Nesse contexto, a fala de Fernando Collor de Mello contra a CPI da Covid, na sessão do Senado que a instalou, na última terça-feira, ganha contornos especialmente simbólicos. “Temos que ter consciência do momento que vivemos. Falo isso como alguém que já passou e viveu episódios dramáticos da vida nacional”, disse o ex-presidente, afastado depois que uma CPI desnudou as relações espúrias de seu operador, PC Farias, com a elite empresarial da época.
Há muitas diferenças entre a situação de Bolsonaro e a de Collor pré-impeachment, até porque, em 1992, a ameaça à sobrevivência dos brasileiros era “só” a inflação alta. Escândalos de corrupção abalavam o país, mas não havia centenas de milhares de mortes assombrando o Planalto.

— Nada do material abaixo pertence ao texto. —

//! Selection strategies.
//!
//! Two roles are involved in every outer iteration:
//!
//! - a [`Select`] strategy extracts the genitors (the sub-population the
//!   next distribution is fitted to);
//! - a [`SelectOne`] strategy picks the reference solution from the
//!   genitors.
//!
//! All strategies assume **minimization** (lower fitness = better).
//!
//! # References
//!
//! - Blickle & Thiele (1996), "A Comparison of Selection Schemes used in
//!   Evolutionary Algorithms"
//! - Goldberg & Deb (1991), "A Comparative Analysis of Selection Schemes
//!   Used in Genetic Algorithms"

use crate::error::{ConfigError, Result};
use crate::population::{compare_fitness, Population, Solution};
use rand::{Rng, RngCore};

/// Extracts a sub-population from a population.
pub trait Select {
    /// Selects genitors from `source`.
    ///
    /// The result is never empty for a non-empty `source`.
    fn select(&self, source: &Population, rng: &mut dyn RngCore) -> Population;
}

/// Picks a single solution from a population.
pub trait SelectOne {
    /// Picks one member of `population`.
    ///
    /// # Panics
    /// Panics if `population` is empty.
    fn select_one<'p>(&self, population: &'p Population, rng: &mut dyn RngCore) -> &'p Solution;
}

/// Largest accepted [`HowMany::Rate`]: at most this many copies of the
/// source per selection.
pub const MAX_RATE: f64 = 100.0;

/// Number of individuals to select, as a rate of the source size or as an
/// absolute count.
#[derive(Debug, Clone, Copy, PartialEq)]
#[cfg_attr(feature = "serde", derive(serde::Serialize, serde::Deserialize))]
pub enum HowMany {
    /// `floor(rate * source_size)`, with `rate` in `[0, MAX_RATE]`.
    Rate(f64),
    /// A fixed number.
    Count(usize),
}

impl HowMany {
    /// Target size for a source of `source_size` members.
    ///
    /// May be zero; selectors clamp it. Rates are capped at [`MAX_RATE`].
    pub fn target(&self, source_size: usize) -> usize {
        match *self {
            HowMany::Rate(rate) => (rate.min(MAX_RATE) * source_size as f64) as usize,
            HowMany::Count(n) => n,
        }
    }

    /// Validates the rate.
    pub fn validate(&self) -> Result<()> {
        match *self {
            HowMany::Rate(rate) if !(0.0..=MAX_RATE).contains(&rate) => {
                Err(ConfigError::InvalidRate {
                    name: "how_many",
                    value: rate,
                    expected: "must be in [0, 100]",
                })
            }
            _ => Ok(()),
        }
    }
}

impl Default for HowMany {
    fn default() -> Self {
        HowMany::Rate(1.0)
    }
}

/// Clamps a zero target to one, logging the adjustment.
fn clamp_target(target: usize, source_size: usize) -> usize {
    if target == 0 {
        log::warn!(
            "selection target is 0 for a source of {source_size}; selecting 1 individual instead"
        );
        1
    } else {
        target
    }
}

/// Deterministic truncation selection.
///
/// Sorts the source best-first and copies the first `target` members. When
/// the target exceeds the source size the sorted source is copied
/// repeatedly.
///
/// # Examples
///
/// ```
/// use cma_sa::selection::DetSelect;
///
/// // keep the best 10%
/// let select = DetSelect::rate(0.1).unwrap();
/// ```
#[derive(Debug, Clone, Copy, PartialEq, Default)]
#[cfg_attr(feature = "serde", derive(serde::Serialize, serde::Deserialize))]
pub struct DetSelect {
    how_many: HowMany,
}

impl DetSelect {
    /// Creates a truncation selector.
    pub fn new(how_many: HowMany) -> Result<Self> {
        how_many.validate()?;
        Ok(Self { how_many })
    }

    /// Selects `floor(rate * n)` individuals.
    pub fn rate(rate: f64) -> Result<Self> {
        Self::new(HowMany::Rate(rate))
    }

    /// Selects `n` individuals.
    pub fn count(n: usize) -> Self {
        Self {
            how_many: HowMany::Count(n),
        }
    }
}

impl Select for DetSelect {
    fn select(&self, source: &Population, _rng: &mut dyn RngCore) -> Population {
        if source.is_empty() {
            return Population::new();
        }
        let target = clamp_target(self.how_many.target(source.len()), source.len());

        let mut sorted = source.clone();
        sorted.sort_by_fitness();

        sorted.iter().cycle().take(target).cloned().collect()
    }
}

/// Repeatedly applies a [`SelectOne`] strategy.
#[derive(Debug, Clone)]
pub struct SelectMany<S> {
    one: S,
    how_many: HowMany,
}

impl<S: SelectOne> SelectMany<S> {
    /// Creates a selector that draws `how_many` individuals with `one`.
    pub fn new(one: S, how_many: HowMany) -> Result<Self> {
        how_many.validate()?;
        Ok(Self { one, how_many })
    }
}

impl<S: SelectOne> Select for SelectMany<S> {
    fn select(&self, source: &Population, rng: &mut dyn RngCore) -> Population {
        if source.is_empty() {
            return Population::new();
        }
        let target = clamp_target(self.how_many.target(source.len()), source.len());
        (0..target)
            .map(|_| self.one.select_one(source, rng).clone())
            .collect()
    }
}

/// Strategy for picking one individual.
///
/// # Examples
///
/// ```
/// use cma_sa::selection::Selection;
///
/// // Binary deterministic tournament
/// let sel = Selection::DetTournament(2);
///
/// // Roulette wheel (fitness-proportionate)
/// let sel = Selection::Roulette;
/// ```
#[derive(Debug, Clone, Copy, PartialEq)]
#[cfg_attr(feature = "serde", derive(serde::Serialize, serde::Deserialize))]
pub enum Selection {
    /// Always the best individual.
    Best,

    /// Deterministic tournament: pick `k` individuals at random, select the
    /// best.
    ///
    /// Higher `k` = stronger selection pressure.
    ///
    /// # Complexity
    /// O(k) per selection
    DetTournament(usize),

    /// Binary stochastic tournament: the better of two random individuals
    /// wins with probability `rate`.
    ///
    /// The rate is clamped into `[0.55, 1.0]`.
    StochTournament(f64),

    /// Fitness-proportionate (roulette wheel) selection.
    ///
    /// Since we minimize, uses inverse fitness transformation.
    ///
    /// # Complexity
    /// O(n) per selection (linear scan)
    Roulette,

    /// Rank-based selection.
    ///
    /// Selection probability is proportional to rank position, not raw
    /// fitness value. Uses linear ranking with weight `n - rank`.
    ///
    /// Reference: Baker (1985), "Adaptive Selection Methods for Genetic
    /// Algorithms"
    ///
    /// # Complexity
    /// O(n log n) per selection
    Rank,
}

impl Default for Selection {
    fn default() -> Self {
        Selection::DetTournament(2)
    }
}

impl Selection {
    /// Picks an index into `population`.
    ///
    /// # Panics
    /// Panics if `population` is empty.
    pub fn select_index(&self, population: &[Solution], rng: &mut dyn RngCore) -> usize {
        assert!(
            !population.is_empty(),
            "cannot select from empty population"
        );

        match *self {
            Selection::Best => best(population),
            Selection::DetTournament(k) => tournament(population, k, rng),
            Selection::StochTournament(rate) => stoch_tournament(population, rate, rng),
            Selection::Roulette => roulette(population, rng),
            Selection::Rank => rank(population, rng),
        }
    }
}

impl SelectOne for Selection {
    fn select_one<'p>(&self, population: &'p Population, rng: &mut dyn RngCore) -> &'p Solution {
        &population[self.select_index(population, rng)]
    }
}

/// Index of the lowest fitness.
fn best(population: &[Solution]) -> usize {
    population
        .iter()
        .enumerate()
        .min_by(|(_, a), (_, b)| compare_fitness(a, b))
        .map(|(i, _)| i)
        .unwrap_or(0)
}

/// Tournament selection: pick k random individuals, return best.
fn tournament(population: &[Solution], k: usize, rng: &mut dyn RngCore) -> usize {
    let k = k.max(1);
    let n = population.len();

    let mut best_idx = rng.random_range(0..n);
    for _ in 1..k {
        let idx = rng.random_range(0..n);
        if population[idx].fitness_or_worst() < population[best_idx].fitness_or_worst() {
            best_idx = idx;
        }
    }
    best_idx
}

/// Binary stochastic tournament.
fn stoch_tournament(population: &[Solution], rate: f64, rng: &mut dyn RngCore) -> usize {
    let rate = if rate.is_nan() { 1.0 } else { rate.clamp(0.55, 1.0) };
    let n = population.len();

    let i = rng.random_range(0..n);
    let j = rng.random_range(0..n);
    let (better, worse) = if population[i].fitness_or_worst() <= population[j].fitness_or_worst() {
        (i, j)
    } else {
        (j, i)
    };

    if rng.random_bool(rate) {
        better
    } else {
        worse
    }
}

/// Roulette wheel selection using inverse fitness transformation.
///
/// For minimization: weight_i = max_fitness - fitness_i + epsilon
/// This ensures the best (lowest fitness) individual gets the highest weight.
/// Unevaluated or non-finite members only get epsilon weight.
fn roulette(population: &[Solution], rng: &mut dyn RngCore) -> usize {
    let n = population.len();
    if n == 1 {
        return 0;
    }

    let fitnesses: Vec<f64> = population.iter().map(Solution::fitness_or_worst).collect();

    let max_fitness = fitnesses
        .iter()
        .cloned()
        .filter(|f| f.is_finite())
        .fold(f64::NEG_INFINITY, f64::max);

    let epsilon = 1e-10;

    // Invert: lower fitness -> higher weight
    let weights: Vec<f64> = fitnesses
        .iter()
        .map(|&f| {
            let w = max_fitness - f + epsilon;
            if f.is_finite() && w > 0.0 {
                w
            } else {
                epsilon
            }
        })
        .collect();

    let total: f64 = weights.iter().sum();
    if total <= 0.0 || !total.is_finite() {
        return rng.random_range(0..n);
    }

    let threshold = rng.random_range(0.0..total);
    let mut cumulative = 0.0;
    for (i, &w) in weights.iter().enumerate() {
        cumulative += w;
        if cumulative > threshold {
            return i;
        }
    }

    n - 1 // floating-point fallback
}

/// Rank-based selection using linear ranking.
///
/// Individuals are sorted by fitness (best first), then selection
/// probability is proportional to rank.
fn rank(population: &[Solution], rng: &mut dyn RngCore) -> usize {
    let n = population.len();
    if n == 1 {
        return 0;
    }

    let mut indexed: Vec<usize> = (0..n).collect();
    indexed.sort_by(|&a, &b| compare_fitness(&population[a], &population[b]));

    // Linear ranking: rank 0 (best) gets highest weight
    // weight_i = n - rank_i
    let total: f64 = (n * (n + 1)) as f64 / 2.0;
    let threshold = rng.random_range(0.0..total);
    let mut cumulative = 0.0;

    for (rank, &original_idx) in indexed.iter().enumerate() {
        let weight = (n - rank) as f64;
        cumulative += weight;
        if cumulative > threshold {
            return original_idx;
        }
    }

    indexed[n - 1] // fallback
}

Mas há também semelhanças. A primeira é um governo em frangalhos, com os ministros que realmente importam se unindo em torno do presidente por poder e dinheiro. A segunda é uma CPI com maioria de membros da oposição, prestes a dar o bote.
Por fim, há um presidente acuado, que convoca o povo para ir às ruas apoiá-lo usando verde e amarelo. “Vamos mostrar a essa minoria que intranquiliza diariamente o país que já é hora de dar um basta a tudo isso”, disse Collor em agosto de 1992. “A sociedade quer tranquilidade para poder trabalhar.” Em resposta, o povo foi às ruas de preto, e Collor saiu do Planalto pelos fundos semanas depois.
Não há, por ora, sinais de que o destino de Bolsonaro será o mesmo. Mas já está claro que esse povo de quem o presidente espera sinais pouco pode fazer para salvá-lo. A esta altura, o único “povo” que pode tirar o presidente do corner é justamente essa gente que está de paletó e gravata, cercando seu gabinete em Brasília. Resta saber se ela o fará.